Many dose-response curves follow the shape of a receptor binding curve. As shown below, 81 times more agonist is needed to achieve 90% response than a 10% response.
Since the linkage between agonist binding and response can be very complex, any shape is possible. It seems surprising, therefore, that so many dose-response curves have shapes almost identical to receptor binding curves, even when we know there are multiple steps between binding and measured response. It turns out that no matter how many steps intervene between agonist binding and response, the dose-response curve will have the usual steepness so long as each messenger binds to a single binding site according to the law of mass action.
Some dose-response curves are steeper or shallower than the standard curve. The steepness is quantified by the Hill slope, also called a slope factor. A dose-response curve with a standard slope has a Hill slope of 1.0. A steeper curve has a higher slope factor, and a shallower curve has a lower slope factor.

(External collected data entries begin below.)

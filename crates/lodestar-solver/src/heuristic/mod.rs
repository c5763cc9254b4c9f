//! Moves and move selectors.

pub mod r#move;
pub mod selector;

pub use r#move::{
    ChangeMove, ListChangeMove, ListSwapMove, Move, MoveKey, SwapMove, TwoOptMove,
};
pub use selector::{
    ChangeMoveSelector, ListChangeMoveSelector, ListSwapMoveSelector, MoveSelector,
    SwapMoveSelector, TwoOptMoveSelector, UnionMoveSelector,
};
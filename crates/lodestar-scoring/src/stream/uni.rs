//! Uni streams: one entity per stream element.

use std::sync::Arc;

use lodestar_core::domain::Solution;
use lodestar_core::error::Result;
use lodestar_core::score::Score;
use lodestar_core::{ImpactType, Value};

use crate::constraint::ConstraintKind;

use super::collector::Collector;
use super::joiner::Joiner;
use super::{
    BiStream, ConstraintBuilder, ConstraintFactory, GroupedStream, UniKeyFn, UniPredicate,
    UniWeightFn,
};

/// Stream over every entity of one class.
#[derive(Clone)]
pub struct UniStream<Sc: Score> {
    factory: ConstraintFactory<Sc>,
    class: usize,
    filters: Vec<UniPredicate<Sc>>,
}

impl<Sc: Score> UniStream<Sc> {
    pub(crate) fn new(factory: ConstraintFactory<Sc>, class: usize) -> Self {
        Self {
            factory,
            class,
            filters: Vec::new(),
        }
    }

    /// Keeps only entities passing the predicate.
    pub fn filter(
        mut self,
        predicate: impl Fn(&Solution<Sc>, usize) -> bool + Send + Sync + 'static,
    ) -> Self {
        self.filters.push(Arc::new(predicate));
        self
    }

    /// Joins against another class; the uni filters accumulated so far
    /// apply to the left side.
    pub fn join(self, other_class: &str, joiners: Vec<Joiner<Sc>>) -> Result<BiStream<Sc>> {
        let class_b = self.factory.resolve_class(other_class)?;
        Ok(BiStream::new_cross(
            self.class,
            class_b,
            self.filters,
            joiners,
        ))
    }

    /// Keeps entities for which a matching other entity exists.
    pub fn if_exists(
        self,
        other_class: &str,
        joiners: Vec<Joiner<Sc>>,
    ) -> Result<ExistsStream<Sc>> {
        self.exists(other_class, joiners, false)
    }

    /// Keeps entities for which no matching other entity exists.
    pub fn if_not_exists(
        self,
        other_class: &str,
        joiners: Vec<Joiner<Sc>>,
    ) -> Result<ExistsStream<Sc>> {
        self.exists(other_class, joiners, true)
    }

    fn exists(
        self,
        other_class: &str,
        joiners: Vec<Joiner<Sc>>,
        negated: bool,
    ) -> Result<ExistsStream<Sc>> {
        let other_class = self.factory.resolve_class(other_class)?;
        Ok(ExistsStream {
            class: self.class,
            filters: self.filters,
            other_class,
            joiners,
            negated,
        })
    }

    /// Groups entities by a key and aggregates each group.
    pub fn group_by(
        self,
        key: impl Fn(&Solution<Sc>, usize) -> Value + Send + Sync + 'static,
        collector: Collector<Sc>,
    ) -> GroupedStream<Sc> {
        GroupedStream::new(self.class, self.filters, Arc::new(key), collector)
    }

    /// Transforms each entity into a value for downstream filtering,
    /// grouping or weighting.
    pub fn map(
        self,
        mapper: impl Fn(&Solution<Sc>, usize) -> Value + Send + Sync + 'static,
    ) -> MappedStream<Sc> {
        MappedStream {
            class: self.class,
            filters: self.filters,
            mapper: Arc::new(mapper),
        }
    }

    /// Penalizes each match by a constant weight.
    pub fn penalize(self, weight: Sc) -> ConstraintBuilder<Sc> {
        self.terminal(ImpactType::Penalty, Arc::new(move |_, _| weight))
    }

    /// Penalizes each match by an entity-dependent weight.
    pub fn penalize_by(
        self,
        weight: impl Fn(&Solution<Sc>, usize) -> Sc + Send + Sync + 'static,
    ) -> ConstraintBuilder<Sc> {
        self.terminal(ImpactType::Penalty, Arc::new(weight))
    }

    /// Rewards each match by a constant weight.
    pub fn reward(self, weight: Sc) -> ConstraintBuilder<Sc> {
        self.terminal(ImpactType::Reward, Arc::new(move |_, _| weight))
    }

    /// Rewards each match by an entity-dependent weight.
    pub fn reward_by(
        self,
        weight: impl Fn(&Solution<Sc>, usize) -> Sc + Send + Sync + 'static,
    ) -> ConstraintBuilder<Sc> {
        self.terminal(ImpactType::Reward, Arc::new(weight))
    }

    /// Adds a signed, entity-dependent impact (positive improves the score).
    pub fn impact_by(
        self,
        weight: impl Fn(&Solution<Sc>, usize) -> Sc + Send + Sync + 'static,
    ) -> ConstraintBuilder<Sc> {
        self.terminal(ImpactType::Reward, Arc::new(weight))
    }

    fn terminal(self, impact: ImpactType, weight: UniWeightFn<Sc>) -> ConstraintBuilder<Sc> {
        ConstraintBuilder {
            impact,
            kind: ConstraintKind::Uni {
                class: self.class,
                filters: self.filters,
                weight,
            },
        }
    }
}

/// Uni stream conditioned on the (non-)existence of a matching entity of
/// another class. Terminals weigh the conditioned entity alone.
pub struct ExistsStream<Sc: Score> {
    class: usize,
    filters: Vec<UniPredicate<Sc>>,
    other_class: usize,
    joiners: Vec<Joiner<Sc>>,
    negated: bool,
}

impl<Sc: Score> ExistsStream<Sc> {
    /// Narrows the conditioned side further.
    pub fn filter(
        mut self,
        predicate: impl Fn(&Solution<Sc>, usize) -> bool + Send + Sync + 'static,
    ) -> Self {
        self.filters.push(Arc::new(predicate));
        self
    }

    pub fn penalize(self, weight: Sc) -> ConstraintBuilder<Sc> {
        self.terminal(ImpactType::Penalty, Arc::new(move |_, _| weight))
    }

    pub fn penalize_by(
        self,
        weight: impl Fn(&Solution<Sc>, usize) -> Sc + Send + Sync + 'static,
    ) -> ConstraintBuilder<Sc> {
        self.terminal(ImpactType::Penalty, Arc::new(weight))
    }

    pub fn reward(self, weight: Sc) -> ConstraintBuilder<Sc> {
        self.terminal(ImpactType::Reward, Arc::new(move |_, _| weight))
    }

    pub fn reward_by(
        self,
        weight: impl Fn(&Solution<Sc>, usize) -> Sc + Send + Sync + 'static,
    ) -> ConstraintBuilder<Sc> {
        self.terminal(ImpactType::Reward, Arc::new(weight))
    }

    fn terminal(self, impact: ImpactType, weight: UniWeightFn<Sc>) -> ConstraintBuilder<Sc> {
        ConstraintBuilder {
            impact,
            kind: ConstraintKind::Exists {
                class: self.class,
                filters: self.filters,
                other_class: self.other_class,
                joiners: self.joiners,
                negated: self.negated,
                weight,
            },
        }
    }
}

/// Uni stream whose elements were mapped to plain values.
pub struct MappedStream<Sc: Score> {
    class: usize,
    filters: Vec<UniPredicate<Sc>>,
    mapper: UniKeyFn<Sc>,
}

impl<Sc: Score> MappedStream<Sc> {
    /// Filters on the mapped value.
    pub fn filter(
        mut self,
        predicate: impl Fn(&Solution<Sc>, &Value) -> bool + Send + Sync + 'static,
    ) -> Self {
        let mapper = Arc::clone(&self.mapper);
        self.filters
            .push(Arc::new(move |sol, e| predicate(sol, &mapper(sol, e))));
        self
    }

    /// Groups by the mapped value.
    pub fn group_by(self, collector: Collector<Sc>) -> GroupedStream<Sc> {
        GroupedStream::new(self.class, self.filters, self.mapper, collector)
    }

    pub fn penalize(self, weight: Sc) -> ConstraintBuilder<Sc> {
        self.terminal(ImpactType::Penalty, Arc::new(move |_, _| weight))
    }

    /// Penalizes by a weight of the mapped value.
    pub fn penalize_by(
        self,
        weight: impl Fn(&Solution<Sc>, &Value) -> Sc + Send + Sync + 'static,
    ) -> ConstraintBuilder<Sc> {
        let mapper = Arc::clone(&self.mapper);
        self.terminal(
            ImpactType::Penalty,
            Arc::new(move |sol, e| weight(sol, &mapper(sol, e))),
        )
    }

    pub fn reward_by(
        self,
        weight: impl Fn(&Solution<Sc>, &Value) -> Sc + Send + Sync + 'static,
    ) -> ConstraintBuilder<Sc> {
        let mapper = Arc::clone(&self.mapper);
        self.terminal(
            ImpactType::Reward,
            Arc::new(move |sol, e| weight(sol, &mapper(sol, e))),
        )
    }

    fn terminal(self, impact: ImpactType, weight: UniWeightFn<Sc>) -> ConstraintBuilder<Sc> {
        ConstraintBuilder {
            impact,
            kind: ConstraintKind::Uni {
                class: self.class,
                filters: self.filters,
                weight,
            },
        }
    }
}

If you use a single concentration of agonist and varying concentrations of antagonist, the curve goes downhill and the slope factor is negative. The steeper the downhill slope, the more negative the Hill slope.

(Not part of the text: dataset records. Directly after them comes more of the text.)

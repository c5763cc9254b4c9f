use std::sync::atomic::Ordering;
use std::time::Duration;

use lodestar_core::score::HardSoftScore;

use crate::scope::SolverScope;
use crate::test_util::{shift_director, shift_registry};

use super::{
    AndTermination, BestScoreTermination, ExternalTermination, NeverTermination, OrTermination,
    StepCountTermination, Termination, TimeTermination, UnimprovedTimeTermination,
};

fn scope() -> SolverScope<HardSoftScore> {
    let registry = shift_registry();
    let director = shift_director(&registry, 2, &[(Some(0), 0, 10), (Some(1), 0, 10)]);
    SolverScope::with_seed(director, 0)
}

#[test]
fn step_count_limit_fires_once_steps_run_out() {
    let mut scope = scope();
    let termination = StepCountTermination::new(3);
    assert!(!Termination::<HardSoftScore>::is_terminated(&termination, &scope));
    for _ in 0..3 {
        scope.increment_step_count();
    }
    assert!(Termination::<HardSoftScore>::is_terminated(&termination, &scope));
}

#[test]
fn best_score_limit_waits_for_a_best_solution() {
    let mut scope = scope();
    let termination = BestScoreTermination::new(HardSoftScore::ZERO);
    // No best solution recorded yet.
    assert!(!termination.is_terminated(&scope));
    scope.update_best_solution().unwrap();
    // Both shifts are assigned and disjoint, so the best score is zero.
    assert!(termination.is_terminated(&scope));
    assert!(!BestScoreTermination::new(HardSoftScore::of_soft(1)).is_terminated(&scope));
}

#[test]
fn external_flag_terminates_when_raised() {
    let scope = scope();
    let termination = ExternalTermination::new();
    assert!(!Termination::<HardSoftScore>::is_terminated(&termination, &scope));
    termination.flag().store(true, Ordering::SeqCst);
    assert!(Termination::<HardSoftScore>::is_terminated(&termination, &scope));
}

#[test]
fn time_limits_use_the_solving_clock() {
    let mut scope = scope();
    scope.start_solving();
    assert!(TimeTermination::new(Duration::ZERO).is_terminated(&scope));
    assert!(!TimeTermination::from_seconds(3600).is_terminated(&scope));
    assert!(UnimprovedTimeTermination::new(Duration::ZERO).is_terminated(&scope));
    assert!(!UnimprovedTimeTermination::new(Duration::from_secs(3600)).is_terminated(&scope));
}

#[test]
fn composites_combine_their_children() {
    let mut scope = scope();
    scope.start_solving();
    let expired: Box<dyn Termination<HardSoftScore>> =
        Box::new(TimeTermination::new(Duration::ZERO));
    let pending: Box<dyn Termination<HardSoftScore>> = Box::new(StepCountTermination::new(100));

    let or = OrTermination::new(vec![
        Box::new(TimeTermination::new(Duration::ZERO)) as Box<dyn Termination<HardSoftScore>>,
        Box::new(StepCountTermination::new(100)),
    ]);
    assert!(or.is_terminated(&scope));

    let and = AndTermination::new(vec![expired, pending]);
    assert!(!and.is_terminated(&scope));

    // An empty conjunction never fires, matching the no-limit default.
    assert!(!AndTermination::<HardSoftScore>::new(vec![]).is_terminated(&scope));
    assert!(!NeverTermination.is_terminated(&scope));
}
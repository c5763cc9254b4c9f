//! End-to-end tests through the public API.

use std::sync::Arc;
use std::time::Duration;

use lodestar_config::{SolverConfig, TerminationConfig};

use crate::prelude::*;
use crate::{SolverError, SolverStatus};

const SHIFT: usize = 0;
const EMPLOYEE: usize = 0;
const START: usize = 1;
const END: usize = 2;

fn shift_registry() -> Arc<DomainRegistry> {
    let mut registry = DomainRegistry::new();
    registry
        .register_fact(FactClassDef::new(
            "Employee",
            vec![FieldDef::new("name", FieldType::Str)],
        ))
        .unwrap();
    registry
        .register_value_range("employees", ValueRangeDef::FactClass("Employee".into()))
        .unwrap();
    registry
        .register_entity(EntityClassDef::new(
            "Shift",
            vec![
                FieldDef::variable("employee", FieldType::Ref, "employees"),
                FieldDef::new("start", FieldType::I64),
                FieldDef::new("end", FieldType::I64),
            ],
        ))
        .unwrap();
    registry.freeze().unwrap()
}

fn shift_problem(
    registry: &Arc<DomainRegistry>,
    employees: usize,
    windows: &[(i64, i64)],
) -> Solution<HardSoftScore> {
    let mut problem = Solution::new(Arc::clone(registry));
    for i in 0..employees {
        problem.add_fact(
            0,
            Fact::new(i as i64, vec![Value::Str(format!("emp{i}").into())]),
        );
    }
    for (i, &(start, end)) in windows.iter().enumerate() {
        problem.add_entity(
            SHIFT,
            Entity::new(
                i as i64,
                vec![Value::None, Value::Int(start), Value::Int(end)],
            ),
        );
    }
    problem
}

fn shift_constraints(registry: &Arc<DomainRegistry>) -> ConstraintSet<HardSoftScore> {
    let factory = ConstraintFactory::new(Arc::clone(registry));
    let overlap = factory
        .for_each_unique_pair(
            "Shift",
            vec![
                joiner::equal(|sol: &Solution<HardSoftScore>, s: usize| {
                    sol.entities[SHIFT][s].fields[EMPLOYEE].clone()
                }),
                joiner::overlapping(
                    |sol: &Solution<HardSoftScore>, s: usize| {
                        sol.entities[SHIFT][s].fields[START].clone()
                    },
                    |sol: &Solution<HardSoftScore>, s: usize| {
                        sol.entities[SHIFT][s].fields[END].clone()
                    },
                ),
            ],
        )
        .unwrap()
        .filter(|sol, a, _b| sol.entities[SHIFT][a].fields[EMPLOYEE].is_some())
        .penalize(HardSoftScore::ONE_HARD)
        .as_constraint("overlapping shift");
    let unassigned = factory
        .for_each("Shift")
        .unwrap()
        .filter(|sol, s| sol.entities[SHIFT][s].fields[EMPLOYEE].is_none())
        .penalize(HardSoftScore::of_hard(1))
        .as_constraint("unassigned shift");
    ConstraintSet::build(vec![overlap, unassigned]).unwrap()
}

fn bounded_config(steps: u64) -> SolverConfig {
    SolverConfig {
        random_seed: Some(7),
        termination: Some(TerminationConfig {
            step_count_limit: Some(steps),
            ..TerminationConfig::default()
        }),
        ..SolverConfig::default()
    }
}

#[test]
fn default_pipeline_solves_a_rostering_problem() {
    let registry = shift_registry();
    let builder: SolverBuilder<HardSoftScore> = SolverBuilder::new(bounded_config(40)).unwrap();

    let solution = builder
        .solve(
            shift_problem(&registry, 2, &[(0, 10), (5, 15)]),
            shift_constraints(&registry),
        )
        .unwrap();

    assert_eq!(solution.score, Some(HardSoftScore::ZERO));
}

#[test]
fn configured_pipeline_from_toml() {
    let toml = r#"
        random_seed = 11

        [termination]
        step_count_limit = 60
        best_score_limit = "0hard/0soft"

        [[phases]]
        type = "construction_heuristic"

        [[phases]]
        type = "local_search"
        accepted_count_limit = 1
        selected_count_limit = 32
        [phases.acceptor]
        type = "hill_climbing"
    "#;
    let config = SolverConfig::from_toml_str(toml).unwrap();
    let builder: SolverBuilder<HardSoftScore> = SolverBuilder::new(config).unwrap();
    let registry = shift_registry();

    let solution = builder
        .solve(
            shift_problem(&registry, 3, &[(0, 10), (0, 10), (0, 10)]),
            shift_constraints(&registry),
        )
        .unwrap();

    assert_eq!(solution.score, Some(HardSoftScore::ZERO));
}

#[test]
fn manager_built_from_config_runs_jobs() {
    let registry = shift_registry();
    let builder: SolverBuilder<HardSoftScore> = SolverBuilder::new(bounded_config(30)).unwrap();
    let manager = builder.build_manager(&registry, shift_constraints(&registry));

    let id = manager
        .start(shift_problem(&registry, 2, &[(0, 10), (20, 30)]))
        .unwrap();
    let solution = manager.join(id).unwrap();

    assert_eq!(solution.score, Some(HardSoftScore::ZERO));
    assert_eq!(manager.status(id), SolverStatus::NotSolving);
}

#[test]
fn bad_best_score_limit_fails_at_build_time() {
    let config = SolverConfig {
        termination: Some(TerminationConfig {
            best_score_limit: Some("not a score".into()),
            ..TerminationConfig::default()
        }),
        ..SolverConfig::default()
    };
    let err = SolverBuilder::<HardSoftScore>::new(config).unwrap_err();
    assert!(matches!(err, SolverError::Config(_)));
}

#[test]
fn explain_surfaces_constraint_breakdown() {
    let registry = shift_registry();
    let builder: SolverBuilder<HardSoftScore> =
        SolverBuilder::new(SolverConfig::default()).unwrap();
    let mut problem = shift_problem(&registry, 1, &[(0, 10), (5, 15)]);
    // Both shifts on the only employee.
    for shift in &mut problem.entities[SHIFT] {
        shift.fields[EMPLOYEE] = Value::FactRef(0, 0);
    }

    let mut director = builder
        .build_director(problem, shift_constraints(&registry))
        .unwrap();
    assert_eq!(
        director.calculate_score().unwrap(),
        HardSoftScore::of_hard(-1)
    );
    let explanation = director.explain().unwrap();
    let overlap = explanation
        .constraints
        .iter()
        .find(|a| a.constraint_ref.name == "overlapping shift")
        .unwrap();
    assert_eq!(overlap.score, HardSoftScore::of_hard(-1));
    assert_eq!(overlap.matches.len(), 1);
}

#[test]
fn time_limit_is_honored() {
    let registry = shift_registry();
    let config = SolverConfig {
        random_seed: Some(3),
        termination: Some(TerminationConfig {
            seconds_spent_limit: Some(1),
            step_count_limit: Some(10_000),
            ..TerminationConfig::default()
        }),
        ..SolverConfig::default()
    };
    let builder: SolverBuilder<HardSoftScore> = SolverBuilder::new(config).unwrap();

    let started = std::time::Instant::now();
    let solution = builder
        .solve(
            shift_problem(&registry, 2, &[(0, 10), (5, 15), (12, 20)]),
            shift_constraints(&registry),
        )
        .unwrap();

    assert!(solution.score.is_some());
    assert!(started.elapsed() < Duration::from_secs(30));
}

Because this standard slope is so common, Prism comes with equations with the standard slope built in. The equations that don't have 'variable slope' in their name assume the standard slope (1.0 for stimulation, -1.0 for inhibition).
Deciding whether to fit a model with a standard slope or a variable slope is not easy.
If you have lots of data points (more than a dozen, perhaps lots more), then you can fit the slope by picking a variable slope equation. If you have fewer data points, and a standard system, it makes sense to choose an equation with a standard slope.